Ella ladeó la cabeza. Guirnaldas de llamas rodearon sus ojos danzantes, y brotó humo de sus labios sonrientes. Cuando ella habló, Faetón no tenía rutinas para traducir las palabras a su idioma, su gramática y su lógica.
Intentó expresarse con mayor sencillez.
—Talaimannar… camino inteligente…
Imitó el gesto de deslizarse por una superficie sin fricciones, agitando las manos, y ella se echó a reír.
Por su gesto empático, entendió que ella quería decir que los caminos inteligentes no estaban funcionando; señaló un dirigible y le tocó el hombro, como invitándolo a abordar la aeronave.
Faetón se detuvo. ¿Ella lo había ayudado, o le ofrecía un viaje en un dirigible que le pertenecía? No había alarma en sus ojos; a juzgar por su expresión,
no
había recibido una advertencia secreta de Aureliano. Y la mujer giraba, atraída por el movimiento de la multitud. Evidentemente ella no era dueña de la aeronave.
Faetón ascendió por la rampa. Más cerca, vio que el dirigible ostentaba el símbolo heráldico del Protectorado Ambiental Oceánico. Era una nave de carga, quizá la misma que había llevado a uno o más Profundos desde el Pacífico hasta el lago Victoria.
Las muchedumbres guardaban silencio. En el lago, los Profundos se ponían en posición, alzando y desplegando sus aletas canoras. Una sensación de tensión, de expectativa, vibraba en el aire. Faetón cruzó a regañadientes el umbral dorado de la escotilla que conducía al interior de la nave.

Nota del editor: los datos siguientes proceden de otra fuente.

//! Message-passing mutation API.
//!
//! Every edit a collaborator can make is a [`Command`]. Applying one is a
//! single total operation on the controller, so commands can be queued from
//! any number of producers and drained between ticks.

use crate::controller::animator::AnimatorController;
use crate::core::{
    AnimationClip, ConditionId, ConditionOperator, DeleteOutcome, Endpoint, ParameterId,
    ParameterKind, RangeBound, StateId, TransitionId,
};
use serde::{Deserialize, Serialize};
use tracing::trace;

#[derive(Clone, Debug, PartialEq, Serialize, Deserialize)]
#[serde(tag = "type", rename_all = "snake_case")]
pub enum Command {
    LoadClips {
        clips: Vec<AnimationClip>,
    },
    AddState {
        name: String,
    },
    DeleteState {
        id: StateId,
    },
    SetDefault {
        id: StateId,
    },
    Connect {
        from: Endpoint,
        to: StateId,
    },
    RemoveTransition {
        id: TransitionId,
    },
    SetTransitionDuration {
        id: TransitionId,
        seconds: f64,
    },
    SetExitTime {
        id: TransitionId,
        enabled: bool,
    },
    AddCondition {
        transition: TransitionId,
    },
    SetConditionParameter {
        transition: TransitionId,
        condition: ConditionId,
        parameter: String,
    },
    SetConditionOperator {
        transition: TransitionId,
        condition: ConditionId,
        operator: ConditionOperator,
    },
    SetConditionValue {
        transition: TransitionId,
        condition: ConditionId,
        value: f64,
    },
    RemoveCondition {
        transition: TransitionId,
        condition: ConditionId,
    },
    AddParameter {
        kind: ParameterKind,
    },
    RenameParameter {
        id: ParameterId,
        name: String,
    },
    RemoveParameter {
        id: ParameterId,
    },
    SetFloat {
        id: ParameterId,
        value: f64,
    },
    SetBool {
        id: ParameterId,
        value: bool,
    },
    FireTrigger {
        id: ParameterId,
    },
    SetRange {
        id: ParameterId,
        bound: RangeBound,
        value: f64,
    },
    SetActive {
        name: Option<String>,
        blend_secs: f64,
    },
    SetPreview {
        clip: Option<String>,
    },
}

/// What applying a [`Command`] did.
#[derive(Clone, Debug, PartialEq, Serialize, Deserialize)]
pub enum CommandOutcome {
    Applied,
    /// The command referred to something absent or was otherwise a no-op.
    Ignored,
    StateAdded(StateId),
    StateDeleted(DeleteOutcome),
    TransitionAdded(TransitionId),
    ConditionAdded(ConditionId),
    ParameterAdded(ParameterId),
}

impl CommandOutcome {
    fn from_applied(applied: bool) -> Self {
        if applied {
            Self::Applied
        } else {
            Self::Ignored
        }
    }

    pub fn is_ignored(&self) -> bool {
        matches!(
            self,
            Self::Ignored | Self::StateDeleted(DeleteOutcome::NotFound(_))
        )
    }
}

impl AnimatorController {
    pub fn apply(&mut self, command: Command) -> CommandOutcome {
        trace!(?command, "applying command");
        match command {
            Command::LoadClips { clips } => match self.load_clips(clips) {
                Some(id) => CommandOutcome::StateAdded(id),
                None => CommandOutcome::Applied,
            },
            Command::AddState { name } => self
                .add_state(name)
                .map_or(CommandOutcome::Ignored, CommandOutcome::StateAdded),
            Command::DeleteState { id } => CommandOutcome::StateDeleted(self.delete_state(id)),
            Command::SetDefault { id } => CommandOutcome::from_applied(self.set_default(id)),
            Command::Connect { from, to } => self
                .connect(from, to)
                .map_or(CommandOutcome::Ignored, CommandOutcome::TransitionAdded),
            Command::RemoveTransition { id } => {
                CommandOutcome::from_applied(self.remove_transition(id))
            }
            Command::SetTransitionDuration { id, seconds } => {
                CommandOutcome::from_applied(self.set_transition_duration(id, seconds))
            }
            Command::SetExitTime { id, enabled } => {
                CommandOutcome::from_applied(self.set_exit_time(id, enabled))
            }
            Command::AddCondition { transition } => self
                .add_condition(transition)
                .map_or(CommandOutcome::Ignored, CommandOutcome::ConditionAdded),
            Command::SetConditionParameter {
                transition,
                condition,
                parameter,
            } => CommandOutcome::from_applied(self.set_condition_parameter(
                transition, condition, &parameter,
            )),
            Command::SetConditionOperator {
                transition,
                condition,
                operator,
            } => CommandOutcome::from_applied(
                self.set_condition_operator(transition, condition, operator),
            ),
            Command::SetConditionValue {
                transition,
                condition,
                value,
            } => CommandOutcome::from_applied(self.set_condition_value(transition, condition, value)),
            Command::RemoveCondition {
                transition,
                condition,
            } => CommandOutcome::from_applied(self.remove_condition(transition, condition)),
            Command::AddParameter { kind } => CommandOutcome::ParameterAdded(self.add_parameter(kind)),
            Command::RenameParameter { id, name } => {
                CommandOutcome::from_applied(self.rename_parameter(id, &name))
            }
            Command::RemoveParameter { id } => CommandOutcome::from_applied(self.remove_parameter(id)),
            Command::SetFloat { id, value } => CommandOutcome::from_applied(self.set_float(id, value)),
            Command::SetBool { id, value } => CommandOutcome::from_applied(self.set_bool(id, value)),
            Command::FireTrigger { id } => CommandOutcome::from_applied(self.fire_trigger(id)),
            Command::SetRange { id, bound, value } => {
                CommandOutcome::from_applied(self.set_range(id, bound, value))
            }
            Command::SetActive { name, blend_secs } => {
                self.set_active(name.as_deref(), blend_secs);
                CommandOutcome::Applied
            }
            Command::SetPreview { clip } => {
                self.set_preview(clip.as_deref());
                CommandOutcome::Applied
            }
        }
    }
}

Miró por encima del hombro. Pantallas magnificadoras gigantescas que enfocaban a los lejanos Profundos flotaban sobre el linde del enorme balcón. Las imágenes mostraban a los Profundos, con las velas enarboladas y desplegadas, inmóviles en la superficie del lago, con la proa apuntando a la matriarca directora, que se erguía como una montaña sobre sus hijos. Su millón de banderas canoras parecían un bosque otoñal sobre una ladera.
Faetón se negaba a entrar. Ansiaba desesperadamente oír esa última canción. Excepto por las melodías que él mismo podría silbar, o la música de los anuncios publicitarios, Faetón no volvería a oír canciones; nadie tocaría para él; nadie le vendería una grabación.
Se armó de coraje y entró. La escotilla se cerró en silencio. La cubierta estaba desierta. El lugar estaba vacío.
Estaba en una cubierta panorámica con moqueta color burdeos, amueblada con mesillas y varas de formulación de cristal y porcelana blanca. Antiguos cascos de lectura con placas de bronce ornamental pendían del techo. Una hilera de divanes se extendía ante unas altas ventanas que daban sobre la proa, con anillos visores en pequeñas bandejas a un costado. Las mamparas de privacidad que rodeaban los divanes estaban plegadas y transparentes, pero Faetón vio imágenes espectrales de criaturas de la mitología japonesa pintadas en la superficie vidriosa.
No reconocía la estética. ¿Seria anterior al período objetivo? De un modo u otro, era opulenta y elegante.
Faetón se internó en la nave, seguido por su armadura. Alzó la mano para hacer el gesto de canal abierto, se contuvo, se miró la mano con tristeza y la bajó. Ya nunca tendría acceso a la información mediante un pensamiento o un gesto. Pero quizá no fuera difícil adaptarse. Era un Gris Plata, y hablar en voz alta era una de las tradiciones que esa escuela practicaba con diligencia.
—¿Quién está aquí? ¿Qué es este lugar? ¿Hay alguien a bordo?
Ninguna respuesta. Avanzó hacia los divanes, se sentó con delicadeza.
La mampara de privacidad de la izquierda estaba entreabierta, de modo que había un panel transparente entre él y las ventanillas de la izquierda que daban sobre el balcón. Dentro del marco de esta mampara, la escena tenía más color y movimiento que en otras partes. Cada maniquí gris que ingresaba en este marco adquiría color, una vestimenta y un rostro humano individual. Encima, las pancartas y carteles ondulaban en el aire. Pero cada maniquí que salía del marco se agrisaba de nuevo, y las pancartas se desvanecían.